Using the records below, filter for lines that contain the string "Option" and copy them out.

(Dataset entries)

------

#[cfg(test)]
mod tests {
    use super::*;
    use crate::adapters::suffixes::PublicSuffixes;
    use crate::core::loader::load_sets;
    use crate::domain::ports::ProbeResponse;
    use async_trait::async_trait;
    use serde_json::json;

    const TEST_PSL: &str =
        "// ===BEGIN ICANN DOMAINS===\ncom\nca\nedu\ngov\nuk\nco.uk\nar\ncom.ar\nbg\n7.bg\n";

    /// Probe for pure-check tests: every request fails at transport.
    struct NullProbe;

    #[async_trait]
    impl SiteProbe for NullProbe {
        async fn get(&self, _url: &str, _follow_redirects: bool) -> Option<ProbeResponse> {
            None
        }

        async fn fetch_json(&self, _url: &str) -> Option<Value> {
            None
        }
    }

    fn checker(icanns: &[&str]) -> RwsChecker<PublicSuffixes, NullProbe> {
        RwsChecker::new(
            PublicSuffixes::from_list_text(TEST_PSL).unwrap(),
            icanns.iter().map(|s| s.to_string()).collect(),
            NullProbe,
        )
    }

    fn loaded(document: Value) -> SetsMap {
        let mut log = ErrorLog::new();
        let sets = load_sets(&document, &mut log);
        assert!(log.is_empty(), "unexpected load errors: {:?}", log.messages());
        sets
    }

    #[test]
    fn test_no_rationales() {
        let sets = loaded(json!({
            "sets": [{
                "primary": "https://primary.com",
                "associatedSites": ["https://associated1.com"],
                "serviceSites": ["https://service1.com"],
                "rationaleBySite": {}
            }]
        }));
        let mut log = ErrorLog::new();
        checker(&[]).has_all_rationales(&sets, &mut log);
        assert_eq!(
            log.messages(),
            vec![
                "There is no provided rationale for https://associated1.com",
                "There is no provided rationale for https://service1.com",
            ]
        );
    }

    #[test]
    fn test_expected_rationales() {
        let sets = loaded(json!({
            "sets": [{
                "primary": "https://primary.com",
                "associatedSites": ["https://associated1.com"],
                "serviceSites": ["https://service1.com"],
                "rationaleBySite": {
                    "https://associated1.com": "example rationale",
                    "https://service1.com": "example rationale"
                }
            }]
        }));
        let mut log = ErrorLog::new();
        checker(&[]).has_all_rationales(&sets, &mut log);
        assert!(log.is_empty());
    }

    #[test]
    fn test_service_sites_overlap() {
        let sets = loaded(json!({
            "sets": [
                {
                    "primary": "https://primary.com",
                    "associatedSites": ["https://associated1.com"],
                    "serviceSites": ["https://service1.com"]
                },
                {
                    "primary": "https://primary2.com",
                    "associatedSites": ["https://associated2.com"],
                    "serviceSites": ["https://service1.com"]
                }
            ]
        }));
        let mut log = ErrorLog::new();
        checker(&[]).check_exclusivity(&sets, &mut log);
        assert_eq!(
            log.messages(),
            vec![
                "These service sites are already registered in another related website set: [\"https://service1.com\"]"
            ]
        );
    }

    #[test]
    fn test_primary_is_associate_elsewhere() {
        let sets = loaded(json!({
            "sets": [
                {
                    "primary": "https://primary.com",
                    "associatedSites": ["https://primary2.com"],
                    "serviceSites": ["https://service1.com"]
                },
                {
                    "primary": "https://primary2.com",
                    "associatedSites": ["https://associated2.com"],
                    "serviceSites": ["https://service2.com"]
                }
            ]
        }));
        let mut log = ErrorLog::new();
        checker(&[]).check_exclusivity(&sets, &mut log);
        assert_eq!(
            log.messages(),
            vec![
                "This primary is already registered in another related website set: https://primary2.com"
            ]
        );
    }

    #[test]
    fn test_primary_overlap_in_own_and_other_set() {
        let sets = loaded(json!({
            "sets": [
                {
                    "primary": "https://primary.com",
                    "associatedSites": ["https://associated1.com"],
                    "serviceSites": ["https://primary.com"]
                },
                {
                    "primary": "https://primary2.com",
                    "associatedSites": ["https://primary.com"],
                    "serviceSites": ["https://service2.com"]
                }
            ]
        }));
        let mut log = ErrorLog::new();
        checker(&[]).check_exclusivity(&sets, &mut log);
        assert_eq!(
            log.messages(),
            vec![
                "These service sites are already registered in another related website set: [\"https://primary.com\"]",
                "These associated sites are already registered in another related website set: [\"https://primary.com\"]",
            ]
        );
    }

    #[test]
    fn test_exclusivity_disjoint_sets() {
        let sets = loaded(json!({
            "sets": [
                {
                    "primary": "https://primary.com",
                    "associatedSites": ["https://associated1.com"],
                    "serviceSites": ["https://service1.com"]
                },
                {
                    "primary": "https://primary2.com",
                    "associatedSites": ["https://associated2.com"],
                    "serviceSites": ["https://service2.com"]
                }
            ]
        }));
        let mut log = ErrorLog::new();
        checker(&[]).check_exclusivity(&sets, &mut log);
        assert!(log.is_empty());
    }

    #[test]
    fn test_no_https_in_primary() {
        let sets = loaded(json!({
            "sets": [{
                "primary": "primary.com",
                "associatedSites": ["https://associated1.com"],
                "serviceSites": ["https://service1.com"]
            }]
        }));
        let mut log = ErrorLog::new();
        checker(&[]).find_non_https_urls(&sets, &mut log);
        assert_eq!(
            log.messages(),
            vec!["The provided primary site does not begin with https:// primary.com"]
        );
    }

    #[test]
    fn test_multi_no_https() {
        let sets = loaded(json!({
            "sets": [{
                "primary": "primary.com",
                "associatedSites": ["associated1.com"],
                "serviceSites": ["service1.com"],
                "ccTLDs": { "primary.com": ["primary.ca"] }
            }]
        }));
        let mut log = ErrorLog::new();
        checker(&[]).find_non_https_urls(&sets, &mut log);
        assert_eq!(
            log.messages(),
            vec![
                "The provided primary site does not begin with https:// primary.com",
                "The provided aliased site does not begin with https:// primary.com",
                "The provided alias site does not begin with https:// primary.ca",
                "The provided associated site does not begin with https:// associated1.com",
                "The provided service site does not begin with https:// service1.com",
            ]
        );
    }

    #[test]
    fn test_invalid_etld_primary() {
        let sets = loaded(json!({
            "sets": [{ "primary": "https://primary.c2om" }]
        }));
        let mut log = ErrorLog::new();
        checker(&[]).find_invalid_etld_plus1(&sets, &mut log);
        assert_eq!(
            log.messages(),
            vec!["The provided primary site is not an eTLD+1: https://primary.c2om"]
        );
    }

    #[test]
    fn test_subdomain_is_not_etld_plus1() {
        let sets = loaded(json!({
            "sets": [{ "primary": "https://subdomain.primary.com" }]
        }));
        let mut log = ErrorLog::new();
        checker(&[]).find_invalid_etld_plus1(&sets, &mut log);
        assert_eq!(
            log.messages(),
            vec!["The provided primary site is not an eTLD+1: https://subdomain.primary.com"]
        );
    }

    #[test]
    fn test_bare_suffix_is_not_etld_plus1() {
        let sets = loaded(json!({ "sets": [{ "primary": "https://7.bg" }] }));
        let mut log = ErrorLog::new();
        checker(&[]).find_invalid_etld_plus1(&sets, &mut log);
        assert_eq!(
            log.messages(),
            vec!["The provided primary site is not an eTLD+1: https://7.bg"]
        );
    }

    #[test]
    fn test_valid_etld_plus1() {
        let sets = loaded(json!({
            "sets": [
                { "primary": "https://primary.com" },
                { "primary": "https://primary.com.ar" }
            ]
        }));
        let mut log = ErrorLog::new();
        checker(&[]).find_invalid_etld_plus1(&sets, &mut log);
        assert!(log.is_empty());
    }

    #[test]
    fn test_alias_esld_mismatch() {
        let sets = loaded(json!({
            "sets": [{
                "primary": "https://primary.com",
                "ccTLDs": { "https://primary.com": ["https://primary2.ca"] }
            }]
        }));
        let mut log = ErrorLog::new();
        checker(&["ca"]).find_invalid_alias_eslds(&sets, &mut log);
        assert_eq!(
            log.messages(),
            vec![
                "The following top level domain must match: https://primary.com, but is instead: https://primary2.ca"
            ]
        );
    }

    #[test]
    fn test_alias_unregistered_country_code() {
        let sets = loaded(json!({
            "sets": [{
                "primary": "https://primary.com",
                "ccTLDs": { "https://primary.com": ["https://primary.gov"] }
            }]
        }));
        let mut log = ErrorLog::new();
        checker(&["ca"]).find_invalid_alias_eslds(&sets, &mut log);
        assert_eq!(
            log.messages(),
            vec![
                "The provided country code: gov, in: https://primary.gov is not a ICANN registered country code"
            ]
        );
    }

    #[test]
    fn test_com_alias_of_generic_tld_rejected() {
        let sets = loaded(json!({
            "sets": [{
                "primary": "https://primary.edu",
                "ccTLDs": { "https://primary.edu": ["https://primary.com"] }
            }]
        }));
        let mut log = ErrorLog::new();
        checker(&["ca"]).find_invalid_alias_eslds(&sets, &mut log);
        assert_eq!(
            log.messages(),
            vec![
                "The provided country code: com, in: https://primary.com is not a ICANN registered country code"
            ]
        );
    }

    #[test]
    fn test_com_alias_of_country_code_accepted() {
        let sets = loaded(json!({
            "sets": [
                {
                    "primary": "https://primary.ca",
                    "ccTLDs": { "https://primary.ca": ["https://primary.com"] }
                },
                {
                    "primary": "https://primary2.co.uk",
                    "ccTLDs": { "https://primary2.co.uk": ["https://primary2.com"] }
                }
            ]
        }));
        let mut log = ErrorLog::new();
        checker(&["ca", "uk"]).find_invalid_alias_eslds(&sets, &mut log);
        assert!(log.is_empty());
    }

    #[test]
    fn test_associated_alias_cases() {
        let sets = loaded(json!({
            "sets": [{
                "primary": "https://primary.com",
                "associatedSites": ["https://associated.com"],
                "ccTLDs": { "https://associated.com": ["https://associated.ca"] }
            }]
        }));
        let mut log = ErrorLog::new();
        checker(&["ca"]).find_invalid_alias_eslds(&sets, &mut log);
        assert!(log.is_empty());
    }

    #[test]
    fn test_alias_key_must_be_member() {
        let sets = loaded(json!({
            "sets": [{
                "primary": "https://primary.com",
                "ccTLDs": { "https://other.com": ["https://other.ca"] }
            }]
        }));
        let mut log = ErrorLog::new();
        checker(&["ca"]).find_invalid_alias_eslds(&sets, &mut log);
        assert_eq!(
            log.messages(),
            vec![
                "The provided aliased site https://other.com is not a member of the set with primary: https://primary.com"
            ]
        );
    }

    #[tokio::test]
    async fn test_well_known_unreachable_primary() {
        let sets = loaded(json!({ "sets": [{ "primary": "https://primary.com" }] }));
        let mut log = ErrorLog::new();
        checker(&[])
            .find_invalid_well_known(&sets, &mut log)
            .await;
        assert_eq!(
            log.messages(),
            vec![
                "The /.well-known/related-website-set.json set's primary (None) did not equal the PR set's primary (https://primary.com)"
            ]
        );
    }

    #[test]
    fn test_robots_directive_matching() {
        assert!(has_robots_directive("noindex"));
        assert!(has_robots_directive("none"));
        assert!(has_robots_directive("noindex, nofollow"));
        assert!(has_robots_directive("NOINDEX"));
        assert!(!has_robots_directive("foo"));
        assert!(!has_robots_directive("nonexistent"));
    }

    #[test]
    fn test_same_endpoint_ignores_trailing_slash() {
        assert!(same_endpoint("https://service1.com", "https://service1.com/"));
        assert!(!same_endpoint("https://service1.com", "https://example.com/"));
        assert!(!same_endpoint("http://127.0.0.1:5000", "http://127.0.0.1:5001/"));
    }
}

------

• **Reply**:
        async fn get(&self, _url: &str, _follow_redirects: bool) -> Option<ProbeResponse> {
        async fn fetch_json(&self, _url: &str) -> Option<Value> {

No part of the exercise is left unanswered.